| Data section |

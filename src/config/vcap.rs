//! Credentials from `VCAP_SERVICES`.
//!
//! The platform injects bound-service details as
//! `{"<label>": [{"name": ..., "credentials": {...}}, ...], ...}`. Only the
//! `credentials` objects matter here. They are flattened into one map with
//! upper-cased keys; scalar values are stringified and nested values ignored.
//! When two services provide the same key the first one wins.
//!
//! A `uri` credential is kept only when it names a SQLite database. Other
//! bound services (redis, log drains, a Postgres instance) carry their own
//! `uri`, and none of them is a freshness store.

use serde::Deserialize;
use serde_json::Value;
use std::collections::{BTreeMap, HashMap};

use crate::core::ConfigError;

#[derive(Debug, Deserialize)]
struct BoundService {
    #[serde(default)]
    credentials: serde_json::Map<String, Value>,
}

/// Flatten every bound service's credentials.
///
/// # Errors
///
/// Returns [`ConfigError::VcapServices`] if `raw` is not a label → services map.
pub(super) fn credentials(raw: &str) -> Result<HashMap<String, String>, ConfigError> {
    let services: BTreeMap<String, Vec<BoundService>> =
        serde_json::from_str(raw).map_err(ConfigError::VcapServices)?;

    let mut flattened = HashMap::new();
    for service in services.into_values().flatten() {
        for (key, value) in service.credentials {
            let value = match value {
                Value::String(s) => s,
                Value::Number(n) => n.to_string(),
                Value::Bool(b) => b.to_string(),
                _ => continue,
            };
            let key = key.to_ascii_uppercase();
            if key == "URI" && !value.starts_with("sqlite:") {
                continue;
            }
            flattened.entry(key).or_insert(value);
        }
    }
    Ok(flattened)
}
//! Release metadata for system buildpacks.
//!
//! Emails link each updated buildpack to its upstream release notes. The
//! link is derived from the buildpack name (system buildpacks live at
//! `github.com/cloudfoundry/<name>-buildpack`) and the version embedded in
//! the uploaded package filename.

use regex::Regex;
use serde::Serialize;
use std::sync::OnceLock;

use crate::models::Buildpack;

const SYSTEM_BUILDPACKS: &[(&str, &str)] = &[
    ("staticfile_buildpack", "https://github.com/cloudfoundry/staticfile-buildpack/releases"),
    ("java_buildpack", "https://github.com/cloudfoundry/java-buildpack/releases"),
    ("ruby_buildpack", "https://github.com/cloudfoundry/ruby-buildpack/releases"),
    ("dotnet_core_buildpack", "https://github.com/cloudfoundry/dotnet-core-buildpack/releases"),
    ("nodejs_buildpack", "https://github.com/cloudfoundry/nodejs-buildpack/releases"),
    ("go_buildpack", "https://github.com/cloudfoundry/go-buildpack/releases"),
    ("python_buildpack", "https://github.com/cloudfoundry/python-buildpack/releases"),
    ("php_buildpack", "https://github.com/cloudfoundry/php-buildpack/releases"),
    ("binary_buildpack", "https://github.com/cloudfoundry/binary-buildpack/releases"),
    ("nginx_buildpack", "https://github.com/cloudfoundry/nginx-buildpack/releases"),
    ("r_buildpack", "https://github.com/cloudfoundry/r-buildpack/releases"),
];

fn filename_version() -> Option<&'static Regex> {
    static PATTERN: OnceLock<Option<Regex>> = OnceLock::new();
    PATTERN
        .get_or_init(|| Regex::new(r"-(v\d+(?:\.\d+)*)\.zip$").ok())
        .as_ref()
}

fn tag_version() -> Option<&'static Regex> {
    static PATTERN: OnceLock<Option<Regex>> = OnceLock::new();
    PATTERN
        .get_or_init(|| Regex::new(r"^v\d+(?:\.\d+)*$").ok())
        .as_ref()
}

/// Releases page of a system buildpack; `None` for custom buildpacks.
pub fn release_url(name: &str) -> Option<&'static str> {
    SYSTEM_BUILDPACKS
        .iter()
        .find(|(known, _)| *known == name)
        .map(|(_, url)| *url)
}

/// Version embedded in a buildpack package filename.
///
/// `python_buildpack-cflinuxfs3-v1.7.43.zip` yields `v1.7.43`.
pub fn parse_version(filename: &str) -> Option<String> {
    filename_version()?
        .captures(filename)
        .and_then(|captures| captures.get(1))
        .map(|version| version.as_str().to_string())
}

/// Link to the tag page of `version`, or the releases page when `version` is
/// not a `v`-prefixed dotted number.
pub fn version_url(release_url: &str, version: &str) -> String {
    if tag_version().is_some_and(|pattern| pattern.is_match(version)) {
        format!("{release_url}/tag/{version}")
    } else {
        release_url.to_string()
    }
}

/// An updated buildpack as presented in a notification email.
#[derive(Debug, Clone, PartialEq, Eq, Serialize)]
pub struct BuildpackReleaseInfo {
    /// Buildpack name
    pub name: String,
    /// Parsed version, empty when the filename carries none
    pub version: String,
    /// Release notes link, empty for custom buildpacks
    pub url: String,
}

impl BuildpackReleaseInfo {
    /// Derive release information from an installed buildpack.
    pub fn from_buildpack(buildpack: &Buildpack) -> Self {
        let version = buildpack
            .filename
            .as_deref()
            .and_then(parse_version)
            .unwrap_or_default();
        let url = release_url(&buildpack.name)
            .map(|releases| version_url(releases, &version))
            .unwrap_or_default();

        Self {
            name: buildpack.name.clone(),
            version,
            url,
        }
    }
}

| Exercise directions |
Your output must be the lines of the material above, from the first through the line that contains "release notes. The", copied exactly. Include both endpoints and nothing else.

| The answer |
filename src/config/vcap.rs
//! Credentials from `VCAP_SERVICES`.
//!
//! The platform injects bound-service details as
//! `{"<label>": [{"name": ..., "credentials": {...}}, ...], ...}`. Only the
//! `credentials` objects matter here. They are flattened into one map with
//! upper-cased keys; scalar values are stringified and nested values ignored.
//! When two services provide the same key the first one wins.
//!
//! A `uri` credential is kept only when it names a SQLite database. Other
//! bound services (redis, log drains, a Postgres instance) carry their own
//! `uri`, and none of them is a freshness store.

use serde::Deserialize;
use serde_json::Value;
use std::collections::{BTreeMap, HashMap};

use crate::core::ConfigError;

#[derive(Debug, Deserialize)]
struct BoundService {
    #[serde(default)]
    credentials: serde_json::Map<String, Value>,
}

/// Flatten every bound service's credentials.
///
/// # Errors
///
/// Returns [`ConfigError::VcapServices`] if `raw` is not a label → services map.
pub(super) fn credentials(raw: &str) -> Result<HashMap<String, String>, ConfigError> {
    let services: BTreeMap<String, Vec<BoundService>> =
        serde_json::from_str(raw).map_err(ConfigError::VcapServices)?;

    let mut flattened = HashMap::new();
    for service in services.into_values().flatten() {
        for (key, value) in service.credentials {
            let value = match value {
                Value::String(s) => s,
                Value::Number(n) => n.to_string(),
                Value::Bool(b) => b.to_string(),
                _ => continue,
            };
            let key = key.to_ascii_uppercase();
            if key == "URI" && !value.starts_with("sqlite:") {
                continue;
            }
            flattened.entry(key).or_insert(value);
        }
    }
    Ok(flattened)
}
//! Release metadata for system buildpacks.
//!
//! Emails link each updated buildpack to its upstream release notes. The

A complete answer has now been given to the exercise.